I was on a New York Yankee fan forum when I saw a thread about the New York Post and racism – I thought nothing of it; I figured it’s some Lefty complaining about the Rupert Murdoch Conservative ties to the paper in general.
So, the mention of the Post made me realize I hadn’t read today’s column by favorite columnist Phil Mushnick of the New York Post. Earlier in the week, as I do on a regular basis, I emailed Mushnick with my comments on the Brooklyn Nets new “urban” jersey colors. He sent a reply that included an exclusive sneak preview of what would become the controversial comment from today’s column.
Even after I read the column, I still did not immediately put two and two together and realize the Yankee forum fan comments were referencing THIS column – and I’m quoted in the column.
I thought nothing of the commentary because the misogyny of Jay-Z and many others like him has been a regular theme for Mushnick’s column. He has used the n-word (“bleeped” print version) to make his point on many occasions as well. I don’t see why this particular article would get him in trouble, unless it’s the first time anybody noticed. I mean, the flap over this makes Mushnick’s point even more astute. It’s okay for Jay-Z to use the n-word and refer to women as B’s and Hos, but it’s not okay for Mushnick to use the words, even when he specifically is citing Jay-Z’s use of the words juxtaposed with his acceptance in mainstream culture despite them???
What the hell???
Mushnick quoted my comment: “How will the Nets know which jerseys are the alternate black jerseys for nationally-televised games if they wear black every day?”
My comment was a play on another common Mushnick theme: the appeal of black sports uniforms to gangsta types, the preponderance of alternate black jerseys as targeted attempts to appeal to said gangstas and Nike’s insistence that college teams – even those with colors in their team nicknames (Blue Devils, Red Storm, Yellow Jackets, Cardinal, Scarlet Knights) - wear black for nationally-televised games.

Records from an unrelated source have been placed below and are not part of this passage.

use tracing::{debug, trace};

use crate::config::ScorerConfig;
use crate::models::{SdResult, SdStatus, ValidationFailure};
use crate::ontology::{self, GroupSet};
use crate::text;
use crate::vector;

/// Name words that signal a catch-all agent.
const GENERIC_WORDS: &[&str] = &["geral", "completo", "total", "universal", "assistente"];

const MIN_NAME_CHARS: usize = 2;
const MIN_DOMAIN_CHARS: usize = 3;

/// Semantic density scorer: how conceptually aligned a name is with a domain.
/// Pure; holds only its configuration.
#[derive(Debug, Clone)]
pub struct SdScorer {
    config: ScorerConfig,
}

impl SdScorer {
    pub fn new() -> Self {
        Self {
            config: ScorerConfig::default(),
        }
    }

    pub fn with_config(config: ScorerConfig) -> Self {
        Self { config }
    }

    pub fn config(&self) -> &ScorerConfig {
        &self.config
    }

    /// Score a (name, domain) pair. Never fails; rejected input scores 0.
    pub fn calculate(&self, name: &str, domain: &str) -> SdResult {
        let name_trimmed = name.trim();
        let domain_trimmed = domain.trim();

        if name_trimmed.is_empty() || domain_trimmed.is_empty() {
            return reject(name, domain, ValidationFailure::EmptyInput);
        }

        if name_trimmed.chars().count() < MIN_NAME_CHARS
            || domain_trimmed.chars().count() < MIN_DOMAIN_CHARS
        {
            return reject(name, domain, ValidationFailure::InputTooShort);
        }

        let name_norm = text::normalize(name);
        let domain_norm = text::normalize(domain);
        let name_words = text::significant_words(&name_norm);
        let domain_words = text::significant_words(&domain_norm);

        if name_words.is_empty() || domain_words.is_empty() {
            return reject(name, domain, ValidationFailure::NoSignificantWords);
        }

        let groups_name = ontology::to_groups(&name_words);
        let groups_domain = ontology::to_groups(&domain_words);

        let cos_sim = vector::cosine(
            &vector::build_vector(&name_words, &name_norm),
            &vector::build_vector(&domain_words, &domain_norm),
        );
        let grp_sim = ontology::soft_group_similarity(&groups_name, &groups_domain);

        let w = &self.config.weights;
        let hybrid_sim = w.cosine * cos_sim + w.group * grp_sim;

        let adj = &self.config.adjustments;
        let special_count =
            self.count_specialized(&groups_name) + self.count_specialized(&groups_domain);
        let bonus_factor = adj.bonus_factor(special_count);

        let has_generic = name_words.iter().any(|w| GENERIC_WORDS.contains(&w.as_str()));
        let penalty_factor = if has_generic { adj.generic_penalty } else { 1.0 };

        let length_factor = adj.length_factor(name_words.len());

        let raw = hybrid_sim * bonus_factor * penalty_factor * length_factor;
        let final_score = self.finalize(raw);
        let status = self.classify(final_score);

        debug!(
            agent = name,
            domain,
            ?name_words,
            ?domain_words,
            ?groups_name,
            ?groups_domain,
            cos_sim,
            grp_sim,
            hybrid_sim,
            bonus_factor,
            penalty_factor,
            length_factor,
            final_score,
            "sd computed"
        );

        SdResult {
            score: final_score,
            status,
            message: status_message(status).to_string(),
            failure: None,
        }
    }

    /// Map a score to its bucket. Thresholds are inclusive lower bounds.
    pub fn classify(&self, score: f64) -> SdStatus {
        let t = &self.config.thresholds;
        if score >= t.excellent {
            SdStatus::Excellent
        } else if score >= t.good {
            SdStatus::Good
        } else {
            SdStatus::Poor
        }
    }

    fn count_specialized(&self, groups: &GroupSet) -> usize {
        groups
            .iter()
            .filter(|g| self.config.specialized_groups.contains(g))
            .count()
    }

    /// Post-conditions on the raw product, each as its own guard:
    /// clamp to [0, 1], non-finite → 0, positive residue → floor, round.
    fn finalize(&self, raw: f64) -> f64 {
        let mut score = raw.clamp(0.0, 1.0);

        // clamp passes NaN through
        if !score.is_finite() {
            score = 0.0;
        }

        let floor = self.config.adjustments.score_floor;
        if score > 0.0 && score < floor {
            score = floor;
        }

        round2(score)
    }
}

impl Default for SdScorer {
    fn default() -> Self {
        Self::new()
    }
}

/// Score with the default configuration.
pub fn calculate_sd(name: &str, domain: &str) -> SdResult {
    SdScorer::new().calculate(name, domain)
}

fn reject(name: &str, domain: &str, failure: ValidationFailure) -> SdResult {
    trace!(agent = name, domain, ?failure, "sd input rejected");
    SdResult::rejected(failure)
}

fn status_message(status: SdStatus) -> &'static str {
    match status {
        SdStatus::Excellent => "Excellent semantic density",
        SdStatus::Good => "Good density, approved",
        SdStatus::Poor => "SD must be >= 0.60. Try a name more specific to the domain.",
    }
}

/// Round the exact decimal value of `x` to two places, ties away from zero.
///
/// `(x * 100.0).round()` would round twice: the product can already land on
/// `.5` for values just below a boundary.
pub(crate) fn round2(x: f64) -> f64 {
    // only odd multiples of 1/8 are exact ties in binary; formatting breaks
    // those to even
    let eighths = x * 8.0;
    if eighths.fract() == 0.0 && eighths.abs() % 2.0 == 1.0 {
        return (x * 100.0).round() / 100.0;
    }
    format!("{:.2}", x).parse().unwrap_or(x)
}

#[cfg(test)]
mod tests {
    use super::*;
    use crate::config::Adjustments;
    use proptest::prelude::*;

    #[test]
    fn test_empty_input() {
        let r = calculate_sd("", "algo");
        assert_eq!(r.score, 0.0);
        assert_eq!(r.status, SdStatus::Poor);
        assert_eq!(r.failure, Some(ValidationFailure::EmptyInput));

        let r = calculate_sd("Auditor", "   ");
        assert_eq!(r.failure, Some(ValidationFailure::EmptyInput));
    }

    #[test]
    fn test_too_short() {
        let r = calculate_sd("ab", "xy");
        assert_eq!(r.score, 0.0);
        assert_eq!(r.failure, Some(ValidationFailure::InputTooShort));

        let r = calculate_sd("a", "analise forense");
        assert_eq!(r.failure, Some(ValidationFailure::InputTooShort));
    }

    #[test]
    fn test_only_function_words() {
        let r = calculate_sd("de da", "e ou");
        assert_eq!(r.score, 0.0);
        assert_eq!(r.status, SdStatus::Poor);
        assert_eq!(r.failure, Some(ValidationFailure::NoSignificantWords));
    }

    #[test]
    fn test_validation_order_empty_before_short() {
        // empty name wins over a too-short domain
        let r = calculate_sd(" ", "xy");
        assert_eq!(r.failure, Some(ValidationFailure::EmptyInput));
    }

    #[test]
    fn test_strong_overlap_is_excellent() {
        let r = calculate_sd("forense semantico", "analise forense semantica");
        assert!(r.score >= 0.70, "score {}", r.score);
        assert_eq!(r.status, SdStatus::Excellent);
        assert!(r.failure.is_none());
    }

    #[test]
    fn test_accents_do_not_matter() {
        let a = calculate_sd("Hacker Semântico", "análise forense de ofertas tech");
        let b = calculate_sd("hacker semantico", "analise forense de ofertas tech");
        assert_eq!(a, b);
    }

    #[test]
    fn test_unrelated_name_is_poor() {
        let r = calculate_sd("Banana Amarela", "analise forense de sistemas");
        assert_eq!(r.status, SdStatus::Poor);
        assert!(r.score < 0.60);
        assert!(r.failure.is_none());
    }

    #[test]
    fn test_generic_word_penalty() {
        let plain = calculate_sd("Auditor forense", "analise forense");
        let generic = calculate_sd("Assistente forense", "analise forense");
        assert!(generic.score < plain.score);
    }

    #[test]
    fn test_length_factor_prefers_two_words() {
        let one = calculate_sd("forense", "analise forense");
        let two = calculate_sd("auditor forense", "analise forense");
        assert!(two.score >= one.score);
    }

    #[test]
    fn test_finalize_guards() {
        let scorer = SdScorer::new();
        assert_eq!(scorer.finalize(f64::NAN), 0.0);
        assert_eq!(scorer.finalize(f64::INFINITY), 1.0);
        assert_eq!(scorer.finalize(-3.0), 0.0);
        assert_eq!(scorer.finalize(0.0), 0.0);
        assert_eq!(scorer.finalize(0.0001), 0.01);
        assert_eq!(scorer.finalize(0.004), 0.01);
        assert_eq!(scorer.finalize(1.7), 1.0);
        assert_eq!(scorer.finalize(0.6549), 0.65);
    }

    #[test]
    fn test_finalize_rounds_exact_decimal_value() {
        let scorer = SdScorer::new();
        assert_eq!(scorer.finalize(0.8049999999999999), 0.80);
        assert_eq!(scorer.finalize(0.59499999999999997), 0.59);
        assert_eq!(scorer.finalize(0.69499999999999995), 0.69);
        assert_eq!(scorer.finalize(0.805), 0.81);
        assert_eq!(scorer.finalize(0.125), 0.13);
        assert_eq!(scorer.finalize(0.375), 0.38);
        assert_eq!(scorer.classify(scorer.finalize(0.59499999999999997)), SdStatus::Poor);
        assert_eq!(scorer.classify(scorer.finalize(0.69499999999999995)), SdStatus::Good);
    }

    #[test]
    fn test_score_just_below_boundary_rounds_down() {
        let r = calculate_sd("sistema GraphQL!", "código api reverso");
        assert_eq!(r.score, 0.80);
    }

    #[test]
    fn test_classify_boundaries() {
        let scorer = SdScorer::new();
        assert_eq!(scorer.classify(0.70), SdStatus::Excellent);
        assert_eq!(scorer.classify(0.69), SdStatus::Good);
        assert_eq!(scorer.classify(0.60), SdStatus::Good);
        assert_eq!(scorer.classify(0.59), SdStatus::Poor);
        assert_eq!(scorer.classify(0.0), SdStatus::Poor);
    }

    #[test]
    fn test_custom_config_changes_weighting() {
        let mut cfg = ScorerConfig::default();
        cfg.weights.cosine = 1.0;
        cfg.weights.group = 0.0;
        cfg.adjustments = Adjustments {
            length_one_word: 1.0,
            ..Adjustments::default()
        };
        cfg.specialized_groups.clear();
        let scorer = SdScorer::with_config(cfg);
        // no lexical overlap at all
        let r = scorer.calculate("hacker", "nuvem aws");
        assert_eq!(r.score, 0.0);
    }

    proptest! {
        #[test]
        fn prop_score_bounded_and_finite(name in "\\PC{0,40}", domain in "\\PC{0,60}") {
            let r = calculate_sd(&name, &domain);
            prop_assert!(r.score.is_finite());
            prop_assert!((0.0..=1.0).contains(&r.score));
        }

        #[test]
        fn prop_deterministic(name in "[a-z ]{0,30}", domain in "[a-z ]{0,50}") {
            prop_assert_eq!(calculate_sd(&name, &domain), calculate_sd(&name, &domain));
        }

        #[test]
        fn prop_status_matches_score(
            name in "(forense|auditor|dados|api|hacker|nuvem|banana|geral) (semantico|tech|codigo|analise|ia)",
            domain in "(analise|seguranca|dados|cloud|guia|produto) (forense|llm|rest|sistema|manual)",
        ) {
            let r = calculate_sd(&name, &domain);
            let expected = if r.score >= 0.70 {
                SdStatus::Excellent
            } else if r.score >= 0.60 {
                SdStatus::Good
            } else {
                SdStatus::Poor
            };
            prop_assert_eq!(r.status, expected);
        }

        #[test]
        fn prop_positive_scores_never_below_floor(raw in 0.0f64..0.02) {
            let s = SdScorer::new().finalize(raw);
            prop_assert!(s == 0.0 || s >= 0.01);
            prop_assert!(raw == 0.0 || s >= 0.01);
        }
    }
}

I even noted how McDonald’s seemed to embrace the “urban” look when it went to “McEdgier” all-black uniforms (must be hot behind those friers).
I searched for news items on this. I found this James King blog entry on Village Voice, which includes Mushnick’s response to a reader – which I appreciated. Also note the commentary thread that ensues, including some who are incredulous that anyone could’ve first heard the n-word from a hip-hop artist. (Fortunately, King spared my comment in the column from any criticism.)
I mean he is basically QUOTING Jay-Z’s song lyrics. How can you get in trouble for that? It almost seems like some sort of entrapment. I mean if a white dude is walking down the street singing Jay-Z’s songs out loud, will he be arrested for a hate crime?
Well, if – Heaven forbid – this was Mushnick’s last column, at least I can say I was a part of it.
The bottom line is this: people should be outraged by Jay-Z’s lyrics and should be demanding that he not record songs with such inflammatory language if they don’t want a columnist to quote those lyrics. I recently rode the train and sat next to three African-American youths, and every other word they openly and proudly used in front of all of us passengers was “n” and “b”. (The young woman even talked about how her boyfriend used to beat her in places on her body that couldn’t be seen by the public.) I was offended by this, and so is Mushnick. That’s the point here. We’re not the racists, we are offended by racist language.
Alas, I get that it’s a Catch-22 for Jay Z. I mean if he made records called, “Cool with Cops” or “Treat Women with Respect” - would anybody buy them?